What to produce =>
Set down exactly the lines of the listing below that begin at the one containing "assert_eq!(queue.last_popped_timestamp(), None);" and end at the last line, both included.

### Records supplied

impl FrameQueue {
    pub fn new(settings: QueueSettings) -> Self {
        if settings.downsampling_method == DownsamplingMethod::Filtered && settings.filter.is_none() {
            warn!("filtered downsampling without a filter, falling back to last received");
        }

        Self {
            frames: Mutex::new(VecDeque::new()),
            index: DashMap::new(),
            settings: RwLock::new(settings),
            last: Mutex::new(None),
            newest: Mutex::new(None),
            horizon: AtomicI64::new(Ticks::MIN),
        }
    }

    /// Frame for the bucket containing `ticks`, created on first use.
    ///
    /// # Errors
    /// [`NoFrame::Closed`] when the bucket was already sealed or popped,
    /// [`NoFrame::OutOfRange`] when `ticks` has no representable bucket.
    pub fn get_frame(&self, ticks: Ticks, now: Ticks) -> Result<Arc<TrackingFrame>, NoFrame> {
        let settings = self.settings.read().clone();
        let destination = settings.bucket(ticks).ok_or(NoFrame::OutOfRange)?;

        if destination <= self.horizon.load(Ordering::Acquire) {
            return Err(NoFrame::Closed);
        }

        if let Some(frame) = self.index.get(&destination) {
            return Ok(frame.value().clone());
        }

        let mut frames = self.frames.lock();

        // Recheck under the lock; a pop or concurrent create may have won
        if destination <= self.horizon.load(Ordering::Acquire) {
            return Err(NoFrame::Closed);
        }
        if let Some(frame) = self.index.get(&destination) {
            return Ok(frame.value().clone());
        }

        let frame = Arc::new(TrackingFrame::new(
            destination,
            now,
            settings.downsampling_method,
            settings.filter.clone(),
            settings.expected_measurements,
        ));

        match frames.back() {
            Some(tail) if tail.timestamp() > destination => {
                let position = frames.partition_point(|f| f.timestamp() < destination);
                frames.insert(position, frame.clone());
            }
            _ => frames.push_back(frame.clone()),
        }

        self.index.insert(destination, frame.clone());
        *self.newest.lock() = Some(frame.clone());
        debug!(timestamp = destination, depth = frames.len(), "frame created");

        Ok(frame)
    }

    /// Oldest unpublished frame.
    pub fn head(&self) -> Option<Arc<TrackingFrame>> {
        self.frames.lock().front().cloned()
    }

    /// Close every bucket up to `frame` if it is still the head.
    ///
    /// Once sealed, no earlier frame can be created, so `frame` stays the head
    /// until the next [`pop`](Self::pop). Returns false, closing nothing, when
    /// `frame` is no longer the head.
    pub fn seal_head(&self, frame: &Arc<TrackingFrame>) -> bool {
        let frames = self.frames.lock();
        if !frames.front().is_some_and(|head| Arc::ptr_eq(head, frame)) {
            return false;
        }
        self.horizon.fetch_max(frame.timestamp(), Ordering::AcqRel);
        true
    }

    /// Pop the head only if it is `frame`.
    pub fn pop_if_head(&self, frame: &Arc<TrackingFrame>) -> bool {
        let mut frames = self.frames.lock();
        if !frames.front().is_some_and(|head| Arc::ptr_eq(head, frame)) {
            return false;
        }
        if let Some(head) = frames.pop_front() {
            self.remember_popped(head);
        }
        true
    }

    /// Remove the head frame, remembering it as [`last`](Self::last).
    ///
    /// No-op on an empty queue.
    pub fn pop(&self) -> Option<Arc<TrackingFrame>> {
        let mut frames = self.frames.lock();
        let head = frames.pop_front()?;
        self.remember_popped(head.clone());
        Some(head)
    }

    /// Caller holds the deque lock.
    fn remember_popped(&self, head: Arc<TrackingFrame>) {
        self.index.remove(&head.timestamp());
        self.horizon.fetch_max(head.timestamp(), Ordering::AcqRel);
        *self.last.lock() = Some(head);
    }

    /// Drop every frame and reopen all buckets. Idempotent.
    pub fn clear(&self) {
        let mut frames = self.frames.lock();
        frames.clear();
        self.index.clear();
        *self.last.lock() = None;
        *self.newest.lock() = None;
        self.horizon.store(Ticks::MIN, Ordering::Release);
    }

    /// Queue depth.
    pub fn count(&self) -> usize {
        self.frames.lock().len()
    }

    pub fn is_empty(&self) -> bool {
        self.count() == 0
    }

    /// Most recently popped (published) frame.
    pub fn last(&self) -> Option<Arc<TrackingFrame>> {
        self.last.lock().clone()
    }

    /// Most recently created frame.
    pub fn newest(&self) -> Option<Arc<TrackingFrame>> {
        self.newest.lock().clone()
    }

    /// Bucket timestamp of the last popped frame, if any.
    pub fn last_popped_timestamp(&self) -> Option<Ticks> {
        self.last.lock().as_ref().map(|frame| frame.timestamp())
    }

    pub fn settings(&self) -> QueueSettings {
        self.settings.read().clone()
    }

    pub fn frame_index(&self, timestamp: Ticks) -> usize {
        self.settings.read().frame_index(timestamp)
    }

    pub fn frames_per_second(&self) -> u32 {
        self.settings.read().frames_per_second
    }

    /// Applies to frames created after the call.
    pub fn set_frames_per_second(&self, frames_per_second: u32) {
        self.settings.write().frames_per_second = frames_per_second.max(1);
    }

    /// Applies to frames created after the call.
    pub fn set_time_resolution(&self, time_resolution: Ticks) {
        self.settings.write().time_resolution = time_resolution.clamp(0, TICKS_PER_SECOND);
    }

    /// Applies to frames created after the call.
    pub fn set_downsampling(&self, method: DownsamplingMethod, filter: Option<MeasurementFilter>) {
        let mut settings = self.settings.write();
        settings.downsampling_method = method;
        settings.filter = filter;
    }
}

#[cfg(test)]
mod tests {
    use super::*;
    use contracts::{Measurement, TICKS_PER_MILLISECOND};

    const SECOND: Ticks = 1_700_000_000 * TICKS_PER_SECOND;

    fn make_queue(fps: u32, resolution: Ticks) -> FrameQueue {
        FrameQueue::new(QueueSettings::new(fps, resolution))
    }

    impl QueueSettings {
        fn bucket_at(&self, ticks: Ticks) -> Ticks {
            self.bucket(ticks).unwrap()
        }
    }

    /// Timestamp of frame `k` in `SECOND` at `fps`.
    fn frame_at(k: i64, fps: i64) -> Ticks {
        SECOND + k * TICKS_PER_SECOND / fps
    }

    #[test]
    fn test_bucket_floors_to_frame_boundary() {
        let settings = QueueSettings::new(30, 0);

        assert_eq!(settings.bucket_at(SECOND), SECOND);
        assert_eq!(settings.bucket_at(SECOND + 1), SECOND);
        assert_eq!(settings.bucket_at(frame_at(1, 30) + 10), frame_at(1, 30));
        assert_eq!(settings.bucket_at(frame_at(7, 30)), frame_at(7, 30));
        assert_eq!(settings.bucket_at(frame_at(7, 30) - 1), frame_at(6, 30));
        assert_eq!(settings.bucket_at(SECOND + TICKS_PER_SECOND - 1), frame_at(29, 30));
    }

    #[test]
    fn test_bucket_round_to_nearest() {
        let mut settings = QueueSettings::new(10, 0);
        settings.round_to_nearest_timestamp = true;
        let tpf = settings.ticks_per_frame();

        assert_eq!(settings.bucket_at(SECOND + tpf - 10), SECOND + tpf);
        assert_eq!(settings.bucket_at(SECOND + 10), SECOND);
        // Past the last frame of the second rolls over
        assert_eq!(
            settings.bucket_at(SECOND + TICKS_PER_SECOND - 10),
            SECOND + TICKS_PER_SECOND
        );
    }

    #[test]
    fn test_time_resolution_granularity() {
        let first = SECOND + 100 * TICKS_PER_MILLISECOND;
        let second = SECOND + 200 * TICKS_PER_MILLISECOND;

        let fine = make_queue(30, 0);
        let a = fine.get_frame(first, 0).unwrap();
        let b = fine.get_frame(second, 0).unwrap();
        assert_ne!(a.timestamp(), b.timestamp());
        assert_eq!(fine.count(), 2);

        let coarse = make_queue(30, TICKS_PER_SECOND);
        let a = coarse.get_frame(first, 0).unwrap();
        let b = coarse.get_frame(second, 0).unwrap();
        assert_eq!(a.timestamp(), b.timestamp());
        assert!(Arc::ptr_eq(&a, &b));
        assert_eq!(coarse.count(), 1);
    }

    #[test]
    fn test_frames_stay_ordered() {
        let queue = make_queue(10, 0);
        let tpf = TICKS_PER_SECOND / 10;

        queue.get_frame(SECOND + 3 * tpf, 0).unwrap();
        queue.get_frame(SECOND + tpf, 0).unwrap();
        queue.get_frame(SECOND + 2 * tpf, 0).unwrap();
        queue.get_frame(SECOND + tpf, 0).unwrap();

        assert_eq!(queue.count(), 3);
        assert_eq!(queue.newest().unwrap().timestamp(), SECOND + 2 * tpf);

        let mut popped = Vec::new();
        while let Some(frame) = queue.pop() {
            popped.push(frame.timestamp());
        }
        assert_eq!(popped, vec![SECOND + tpf, SECOND + 2 * tpf, SECOND + 3 * tpf]);
    }

    #[test]
    fn test_popped_bucket_not_recreated() {
        let queue = make_queue(10, 0);
        let frame = queue.get_frame(SECOND, 0).unwrap();
        frame.sort(&Measurement::new("DEV:1".parse().unwrap(), 1.0, SECOND));

        queue.pop();
        assert_eq!(queue.last().unwrap().timestamp(), SECOND);
        assert!(queue.get_frame(SECOND + 1, 0).is_err());
        assert!(queue.get_frame(SECOND + TICKS_PER_SECOND, 0).is_ok());
    }

    #[test]
    fn test_seal_head_blocks_earlier_buckets() {
        let queue = make_queue(10, 0);
        let tpf = TICKS_PER_SECOND / 10;
        let head = queue.get_frame(SECOND + 2 * tpf, 0).unwrap();

        // An earlier bucket slipped in after the head was read
        queue.get_frame(SECOND + tpf, 0).unwrap();
        assert!(!queue.seal_head(&head));

        let head = queue.head().unwrap();
        assert_eq!(head.timestamp(), SECOND + tpf);
        assert!(queue.seal_head(&head));
        assert_eq!(queue.get_frame(SECOND, 0).unwrap_err(), NoFrame::Closed);
        assert!(Arc::ptr_eq(&queue.pop().unwrap(), &head));
    }

    #[test]
    fn test_failed_seal_leaves_buckets_open() {
        let queue = make_queue(10, 0);
        let tpf = TICKS_PER_SECOND / 10;
        let stale = queue.get_frame(SECOND + 3 * tpf, 0).unwrap();
        queue.get_frame(SECOND + tpf, 0).unwrap();

        assert!(!queue.seal_head(&stale));
        // Buckets between the new head and the stale frame still accept data
        let between = queue.get_frame(SECOND + 2 * tpf, 0).unwrap();
        assert_eq!(between.timestamp(), SECOND + 2 * tpf);
        assert_eq!(queue.count(), 3);
    }

    #[test]
    fn test_pop_if_head_only_pops_matching_frame() {
        let queue = make_queue(10, 0);
        let tpf = TICKS_PER_SECOND / 10;
        let first = queue.get_frame(SECOND, 0).unwrap();
        let second = queue.get_frame(SECOND + tpf, 0).unwrap();

        assert!(!queue.pop_if_head(&second));
        assert_eq!(queue.count(), 2);
        assert!(queue.pop_if_head(&first));
        assert!(!queue.pop_if_head(&first));
        assert_eq!(queue.last_popped_timestamp(), Some(SECOND));
        assert!(Arc::ptr_eq(&queue.head().unwrap(), &second));
    }

    #[test]
    fn test_unrepresentable_bucket_rejected() {
        let queue = make_queue(30, 0);
        assert_eq!(queue.get_frame(Ticks::MIN, 0).unwrap_err(), NoFrame::OutOfRange);

        let mut settings = QueueSettings::new(10, 0);
        settings.round_to_nearest_timestamp = true;
        assert_eq!(settings.bucket(Ticks::MAX), None);
        assert!(QueueSettings::new(30, 0).bucket(Ticks::MAX).is_some());
        assert_eq!(queue.count(), 0);
    }

    #[test]
    fn test_pop_and_clear_on_empty() {
        let queue = make_queue(30, 0);
        assert!(queue.pop().is_none());
        queue.clear();
        queue.clear();
        assert_eq!(queue.count(), 0);
        assert!(queue.head().is_none());
        assert!(queue.last().is_none());
    }

    #[test]
    fn test_clear_resets_last_popped() {
        let queue = make_queue(30, 0);
        queue.get_frame(SECOND, 0).unwrap();
        queue.pop();
        assert_eq!(queue.last_popped_timestamp(), Some(SECOND));

        queue.clear();
        assert_eq!(queue.last_popped_timestamp(), None);
        assert!(queue.get_frame(SECOND, 0).is_ok());
    }

    #[test]
    fn test_frame_index() {
        let settings = QueueSettings::new(30, 0);
        assert_eq!(settings.frame_index(SECOND), 0);
        assert_eq!(settings.frame_index(frame_at(7, 30)), 7);
        assert_eq!(settings.frame_index(frame_at(29, 30)), 29);
    }

    #[test]
    fn test_concurrent_get_frame_creates_one_frame() {
        let queue = Arc::new(make_queue(30, 0));
        let handles: Vec<_> = (0..8)
            .map(|_| {
                let queue = queue.clone();
                std::thread::spawn(move || {
                    for _ in 0..100 {
                        queue.get_frame(SECOND + 5, 0).unwrap();
                    }
                })
            })
            .collect();
        for handle in handles {
            handle.join().unwrap();
        }
        assert_eq!(queue.count(), 1);
    }
}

######

Response below =>
        assert_eq!(queue.last_popped_timestamp(), None);
        assert!(queue.get_frame(SECOND, 0).is_ok());
    }

    #[test]
    fn test_frame_index() {
        let settings = QueueSettings::new(30, 0);
        assert_eq!(settings.frame_index(SECOND), 0);
        assert_eq!(settings.frame_index(frame_at(7, 30)), 7);
        assert_eq!(settings.frame_index(frame_at(29, 30)), 29);
    }

    #[test]
    fn test_concurrent_get_frame_creates_one_frame() {
        let queue = Arc::new(make_queue(30, 0));
        let handles: Vec<_> = (0..8)
            .map(|_| {
                let queue = queue.clone();
                std::thread::spawn(move || {
                    for _ in 0..100 {
                        queue.get_frame(SECOND + 5, 0).unwrap();
                    }
                })
            })
            .collect();
        for handle in handles {
            handle.join().unwrap();
        }
        assert_eq!(queue.count(), 1);
    }
}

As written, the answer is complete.